Each record should be retyped word for word.

** DATA FOR REVIEW follows **

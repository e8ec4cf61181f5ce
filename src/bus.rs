//! Connection to the message bus
//!
//! Picks the session bus when `DBUS_SESSION_BUS_ADDRESS` is set, the system
//! bus otherwise. Subscribes to `NameOwnerChanged` from the bus daemon and
//! answers `ListNames` queries for the matcher.

use std::ffi::OsStr;
use std::fmt;
use std::future::Future;
use std::pin::Pin;

use futures_lite::{Stream, StreamExt};
use zbus::connection::Builder;
use zbus::message::Type;
use zbus::{Connection, MatchRule, Message, MessageStream};

use crate::error::{Result, WaitError};

pub const DBUS_SERVICE: &str = "org.freedesktop.DBus";
pub const DBUS_PATH: &str = "/org/freedesktop/DBus";
pub const DBUS_INTERFACE: &str = "org.freedesktop.DBus";
pub const NAME_OWNER_CHANGED: &str = "NameOwnerChanged";

/// Environment variable advertising a session bus
pub const SESSION_BUS_ENV: &str = "DBUS_SESSION_BUS_ADDRESS";

/// An in-flight `ListNames` call
pub type NameQuery = Pin<Box<dyn Future<Output = Result<Vec<String>>> + Send>>;

/// Source of the authoritative list of names currently on the bus
pub trait NameDirectory {
    /// Start an asynchronous name listing; resolves once the reply arrives
    fn list_names(&self) -> NameQuery;
}

/// Which well-known bus to connect to
#[derive(Debug, Clone, Copy, PartialEq, Eq)]
pub enum BusKind {
    Session,
    System,
}

impl BusKind {
    /// Choose from the process environment
    pub fn from_env() -> Self {
        Self::from_session_address(std::env::var_os(SESSION_BUS_ENV).as_deref())
    }

    pub fn from_session_address(address: Option<&OsStr>) -> Self {
        match address {
            Some(_) => BusKind::Session,
            None => BusKind::System,
        }
    }
}

impl fmt::Display for BusKind {
    fn fmt(&self, f: &mut fmt::Formatter<'_>) -> fmt::Result {
        match self {
            BusKind::Session => write!(f, "session"),
            BusKind::System => write!(f, "system"),
        }
    }
}

/// Live bus connection, held for the whole run
#[derive(Clone)]
pub struct BusSession {
    connection: Connection,
}

impl BusSession {
    pub async fn connect(kind: BusKind) -> Result<Self> {
        let builder = match kind {
            BusKind::Session => Builder::session(),
            BusKind::System => Builder::system(),
        };

        let connection = match builder {
            Ok(builder) => builder.build().await,
            Err(e) => Err(e),
        }
        .map_err(|source| WaitError::Connect { kind, source })?;

        log::debug!(
            "Connected to {} bus as {}",
            kind,
            connection
                .unique_name()
                .map(|n| n.to_string())
                .unwrap_or_default()
        );

        Ok(Self { connection })
    }

    /// Install the NameOwnerChanged match rule and return the filtered events
    ///
    /// Each item is one ownership change. The payload is not decoded; the
    /// matcher re-lists names instead.
    pub async fn owner_changes(&self) -> Result<impl Stream<Item = Result<()>> + Send> {
        let rule = owner_changed_rule().map_err(WaitError::Filter)?;
        let stream = MessageStream::for_match_rule(rule, &self.connection, None)
            .await
            .map_err(WaitError::Filter)?;

        Ok(stream.filter_map(|msg| match msg {
            Ok(msg) if is_name_owner_changed(&msg) => Some(Ok(())),
            Ok(_) => None,
            Err(e) => Some(Err(WaitError::Dispatch(e))),
        }))
    }
}

impl NameDirectory for BusSession {
    fn list_names(&self) -> NameQuery {
        let connection = self.connection.clone();
        Box::pin(async move { list_names(&connection).await })
    }
}

/// `type='signal',interface='org.freedesktop.DBus',member='NameOwnerChanged'`
fn owner_changed_rule() -> zbus::Result<MatchRule<'static>> {
    Ok(MatchRule::builder()
        .msg_type(Type::Signal)
        .interface(DBUS_INTERFACE)?
        .member(NAME_OWNER_CHANGED)?
        .build())
}

/// Message filter: only ownership changes trigger a re-check
pub fn is_name_owner_changed(msg: &Message) -> bool {
    let header = msg.header();
    header.message_type() == Type::Signal
        && header
            .member()
            .is_some_and(|member| member.as_str() == NAME_OWNER_CHANGED)
}

async fn list_names(connection: &Connection) -> Result<Vec<String>> {
    let reply = match connection
        .call_method(
            Some(DBUS_SERVICE),
            DBUS_PATH,
            Some(DBUS_INTERFACE),
            "ListNames",
            &(),
        )
        .await
    {
        Ok(reply) => reply,
        // An error reply carries no name list; treat it as "not there yet"
        Err(zbus::Error::MethodError(name, detail, _)) => {
            log::warn!(
                "ListNames returned {}: {}",
                name,
                detail.unwrap_or_default()
            );
            return Ok(Vec::new());
        }
        Err(e) => return Err(WaitError::Query(e)),
    };

    match reply.body().deserialize::<Vec<String>>() {
        Ok(names) => Ok(names),
        Err(e) => {
            log::warn!("Unexpected ListNames reply: {}", e);
            Ok(Vec::new())
        }
    }
}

** End of DATA FOR REVIEW **

RESULT FOR THIS EXERCISE:
repository e8ec4cf61181f5ce
filename src/bus.rs
//! Connection to the message bus
//!
//! Picks the session bus when `DBUS_SESSION_BUS_ADDRESS` is set, the system
//! bus otherwise. Subscribes to `NameOwnerChanged` from the bus daemon and
//! answers `ListNames` queries for the matcher.

use std::ffi::OsStr;
use std::fmt;
use std::future::Future;
use std::pin::Pin;

use futures_lite::{Stream, StreamExt};
use zbus::connection::Builder;
use zbus::message::Type;
use zbus::{Connection, MatchRule, Message, MessageStream};

use crate::error::{Result, WaitError};

pub const DBUS_SERVICE: &str = "org.freedesktop.DBus";
pub const DBUS_PATH: &str = "/org/freedesktop/DBus";
pub const DBUS_INTERFACE: &str = "org.freedesktop.DBus";
pub const NAME_OWNER_CHANGED: &str = "NameOwnerChanged";

/// Environment variable advertising a session bus
pub const SESSION_BUS_ENV: &str = "DBUS_SESSION_BUS_ADDRESS";

/// An in-flight `ListNames` call
pub type NameQuery = Pin<Box<dyn Future<Output = Result<Vec<String>>> + Send>>;

/// Source of the authoritative list of names currently on the bus
pub trait NameDirectory {
    /// Start an asynchronous name listing; resolves once the reply arrives
    fn list_names(&self) -> NameQuery;
}

/// Which well-known bus to connect to
#[derive(Debug, Clone, Copy, PartialEq, Eq)]
pub enum BusKind {
    Session,
    System,
}

impl BusKind {
    /// Choose from the process environment
    pub fn from_env() -> Self {
        Self::from_session_address(std::env::var_os(SESSION_BUS_ENV).as_deref())
    }

    pub fn from_session_address(address: Option<&OsStr>) -> Self {
        match address {
            Some(_) => BusKind::Session,
            None => BusKind::System,
        }
    }
}

impl fmt::Display for BusKind {
    fn fmt(&self, f: &mut fmt::Formatter<'_>) -> fmt::Result {
        match self {
            BusKind::Session => write!(f, "session"),
            BusKind::System => write!(f, "system"),
        }
    }
}

/// Live bus connection, held for the whole run
#[derive(Clone)]
pub struct BusSession {
    connection: Connection,
}

impl BusSession {
    pub async fn connect(kind: BusKind) -> Result<Self> {
        let builder = match kind {
            BusKind::Session => Builder::session(),
            BusKind::System => Builder::system(),
        };

        let connection = match builder {
            Ok(builder) => builder.build().await,
            Err(e) => Err(e),
        }
        .map_err(|source| WaitError::Connect { kind, source })?;

        log::debug!(
            "Connected to {} bus as {}",
            kind,
            connection
                .unique_name()
                .map(|n| n.to_string())
                .unwrap_or_default()
        );

        Ok(Self { connection })
    }

    /// Install the NameOwnerChanged match rule and return the filtered events
    ///
    /// Each item is one ownership change. The payload is not decoded; the
    /// matcher re-lists names instead.
    pub async fn owner_changes(&self) -> Result<impl Stream<Item = Result<()>> + Send> {
        let rule = owner_changed_rule().map_err(WaitError::Filter)?;
        let stream = MessageStream::for_match_rule(rule, &self.connection, None)
            .await
            .map_err(WaitError::Filter)?;

        Ok(stream.filter_map(|msg| match msg {
            Ok(msg) if is_name_owner_changed(&msg) => Some(Ok(())),
            Ok(_) => None,
            Err(e) => Some(Err(WaitError::Dispatch(e))),
        }))
    }
}

impl NameDirectory for BusSession {
    fn list_names(&self) -> NameQuery {
        let connection = self.connection.clone();
        Box::pin(async move { list_names(&connection).await })
    }
}

/// `type='signal',interface='org.freedesktop.DBus',member='NameOwnerChanged'`
fn owner_changed_rule() -> zbus::Result<MatchRule<'static>> {
    Ok(MatchRule::builder()
        .msg_type(Type::Signal)
        .interface(DBUS_INTERFACE)?
        .member(NAME_OWNER_CHANGED)?
        .build())
}

/// Message filter: only ownership changes trigger a re-check
pub fn is_name_owner_changed(msg: &Message) -> bool {
    let header = msg.header();
    header.message_type() == Type::Signal
        && header
            .member()
            .is_some_and(|member| member.as_str() == NAME_OWNER_CHANGED)
}

async fn list_names(connection: &Connection) -> Result<Vec<String>> {
    let reply = match connection
        .call_method(
            Some(DBUS_SERVICE),
            DBUS_PATH,
            Some(DBUS_INTERFACE),
            "ListNames",
            &(),
        )
        .await
    {
        Ok(reply) => reply,
        // An error reply carries no name list; treat it as "not there yet"
        Err(zbus::Error::MethodError(name, detail, _)) => {
            log::warn!(
                "ListNames returned {}: {}",
                name,
                detail.unwrap_or_default()
            );
            return Ok(Vec::new());
        }
        Err(e) => return Err(WaitError::Query(e)),
    };

    match reply.body().deserialize::<Vec<String>>() {
        Ok(names) => Ok(names),
        Err(e) => {
            log::warn!("Unexpected ListNames reply: {}", e);
            Ok(Vec::new())
        }
    }
}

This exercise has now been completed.